How to complete this task ::
Which of the lines in the records below hold the string "struct"? Copy every one of them.

════════

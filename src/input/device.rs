//! 采集设备接口
//!
//! `FrameSource` 在独立线程中反复调用 `grab()`; 设备实现只需要关心
//! 打开 / 取一帧 / 释放三件事.

use std::path::{Path, PathBuf};
use std::thread;
use std::time::{Duration, Instant};

use image::RgbImage;
use tracing::{debug, info};

use crate::config::CounterConfig;
use crate::error::DeviceError;

/// 采集参数 (分辨率/帧率为提示值, 设备可以不遵守)
#[derive(Debug, Clone, Copy, PartialEq, Eq)]
pub struct CaptureSettings {
    pub device_index: usize,
    pub width: u32,
    pub height: u32,
    pub fps: u32,
}

impl CaptureSettings {
    pub fn from_config(config: &CounterConfig) -> Self {
        Self {
            device_index: config.camera_index,
            width: config.capture_width,
            height: config.capture_height,
            fps: config.capture_fps,
        }
    }

    /// 帧间隔 (fps 为 0 时按 1fps 处理)
    pub fn frame_interval(&self) -> Duration {
        Duration::from_secs_f64(1.0 / self.fps.max(1) as f64)
    }
}

impl Default for CaptureSettings {
    fn default() -> Self {
        Self::from_config(&CounterConfig::default())
    }
}

/// 视频采集设备
pub trait CaptureDevice: Send + 'static {
    /// 设备描述 (用于日志)
    fn name(&self) -> String;

    /// 打开设备并应用分辨率/帧率提示
    fn open(&mut self, settings: &CaptureSettings) -> Result<(), DeviceError>;

    /// 读取下一帧, 阻塞时间由设备驱动决定 (相对采样间隔应当很短)
    fn grab(&mut self) -> Result<RgbImage, DeviceError>;

    /// 释放设备, 可重复调用
    fn release(&mut self);
}

enum ReplayFrames {
    Directory { dir: PathBuf, files: Vec<PathBuf> },
    Memory(Vec<RgbImage>),
}

/// 图片回放设备: 按采集帧率循环播放一组静态图片
///
/// 无摄像头环境下的调试输入, 也用于测试.
pub struct ReplayDevice {
    frames: ReplayFrames,
    cursor: usize,
    looping: bool,
    interval: Duration,
    next_due: Option<Instant>,
    opened: bool,
}

impl ReplayDevice {
    /// 回放目录中的图片 (按文件名排序)
    pub fn from_dir(dir: impl Into<PathBuf>) -> Self {
        Self::with_frames(ReplayFrames::Directory {
            dir: dir.into(),
            files: Vec::new(),
        })
    }

    /// 回放内存中的图片
    pub fn from_images(images: Vec<RgbImage>) -> Self {
        Self::with_frames(ReplayFrames::Memory(images))
    }

    fn with_frames(frames: ReplayFrames) -> Self {
        Self {
            frames,
            cursor: 0,
            looping: true,
            interval: Duration::ZERO,
            next_due: None,
            opened: false,
        }
    }

    /// 播放完一轮后停止出帧 (grab 返回错误)
    pub fn once(mut self) -> Self {
        self.looping = false;
        self
    }

    fn len(&self) -> usize {
        match &self.frames {
            ReplayFrames::Directory { files, .. } => files.len(),
            ReplayFrames::Memory(images) => images.len(),
        }
    }

    fn list_images(dir: &Path) -> Result<Vec<PathBuf>, DeviceError> {
        let entries = std::fs::read_dir(dir).map_err(|e| DeviceError::Open {
            device: dir.display().to_string(),
            reason: e.to_string(),
        })?;

        let mut files: Vec<PathBuf> = entries
            .filter_map(|entry| entry.ok().map(|e| e.path()))
            .filter(|path| {
                path.extension()
                    .and_then(|ext| ext.to_str())
                    .map(|ext| {
                        matches!(
                            ext.to_ascii_lowercase().as_str(),
                            "jpg" | "jpeg" | "png" | "bmp"
                        )
                    })
                    .unwrap_or(false)
            })
            .collect();
        files.sort();
        Ok(files)
    }

    /// 按帧率节流
    fn pace(&mut self) {
        let now = Instant::now();
        match self.next_due {
            Some(due) if due > now => {
                thread::sleep(due - now);
                self.next_due = Some(due + self.interval);
            }
            _ => self.next_due = Some(now + self.interval),
        }
    }
}

impl CaptureDevice for ReplayDevice {
    fn name(&self) -> String {
        match &self.frames {
            ReplayFrames::Directory { dir, .. } => format!("replay:{}", dir.display()),
            ReplayFrames::Memory(images) => format!("replay:memory[{}]", images.len()),
        }
    }

    fn open(&mut self, settings: &CaptureSettings) -> Result<(), DeviceError> {
        if let ReplayFrames::Directory { dir, files } = &mut self.frames {
            *files = Self::list_images(dir)?;
        }
        if self.len() == 0 {
            return Err(DeviceError::Open {
                device: self.name(),
                reason: "no images to replay".into(),
            });
        }

        self.interval = settings.frame_interval();
        self.cursor = 0;
        self.next_due = None;
        self.opened = true;
        info!(device = %self.name(), frames = self.len(), "📼 回放设备已打开");
        Ok(())
    }

    fn grab(&mut self) -> Result<RgbImage, DeviceError> {
        if !self.opened {
            return Err(DeviceError::Disconnected);
        }
        if self.cursor >= self.len() {
            if !self.looping {
                return Err(DeviceError::Capture("replay finished".into()));
            }
            self.cursor = 0;
        }

        self.pace();
        let index = self.cursor;
        self.cursor += 1;

        match &self.frames {
            ReplayFrames::Memory(images) => Ok(images[index].clone()),
            ReplayFrames::Directory { files, .. } => {
                let path = &files[index];
                debug!(path = %path.display(), "回放帧");
                image::open(path)
                    .map(|img| img.to_rgb8())
                    .map_err(|e| DeviceError::Capture(format!("{}: {}", path.display(), e)))
            }
        }
    }

    fn release(&mut self) {
        self.opened = false;
    }
}

#[cfg(test)]
mod tests {
    use super::*;

    fn settings() -> CaptureSettings {
        CaptureSettings {
            fps: 1000,
            ..Default::default()
        }
    }

    #[test]
    fn empty_replay_fails_to_open() {
        let mut device = ReplayDevice::from_images(Vec::new());
        assert!(matches!(
            device.open(&settings()),
            Err(DeviceError::Open { .. })
        ));
    }

    #[test]
    fn memory_replay_loops() {
        let images = vec![RgbImage::new(4, 2), RgbImage::new(8, 2)];
        let mut device = ReplayDevice::from_images(images);
        device.open(&settings()).unwrap();

        let widths: Vec<u32> = (0..3).map(|_| device.grab().unwrap().width()).collect();
        assert_eq!(widths, vec![4, 8, 4]);
    }

    #[test]
    fn once_replay_stops_after_last_frame() {
        let mut device = ReplayDevice::from_images(vec![RgbImage::new(2, 2)]).once();
        device.open(&settings()).unwrap();
        assert!(device.grab().is_ok());
        assert!(device.grab().is_err());
    }

    #[test]
    fn grab_after_release_is_disconnected() {
        let mut device = ReplayDevice::from_images(vec![RgbImage::new(2, 2)]);
        device.open(&settings()).unwrap();
        device.release();
        assert!(matches!(device.grab(), Err(DeviceError::Disconnected)));
    }

    #[test]
    fn directory_replay_reads_sorted_images() {
        let dir = tempfile::tempdir().unwrap();
        RgbImage::new(3, 3).save(dir.path().join("b.png")).unwrap();
        RgbImage::new(5, 5).save(dir.path().join("a.png")).unwrap();
        std::fs::write(dir.path().join("notes.txt"), "skip me").unwrap();

        let mut device = ReplayDevice::from_dir(dir.path());
        device.open(&settings()).unwrap();
        assert_eq!(device.grab().unwrap().width(), 5);
        assert_eq!(device.grab().unwrap().width(), 3);
    }
}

════════

Solved exercise ::
pub struct CaptureSettings {
pub struct ReplayDevice {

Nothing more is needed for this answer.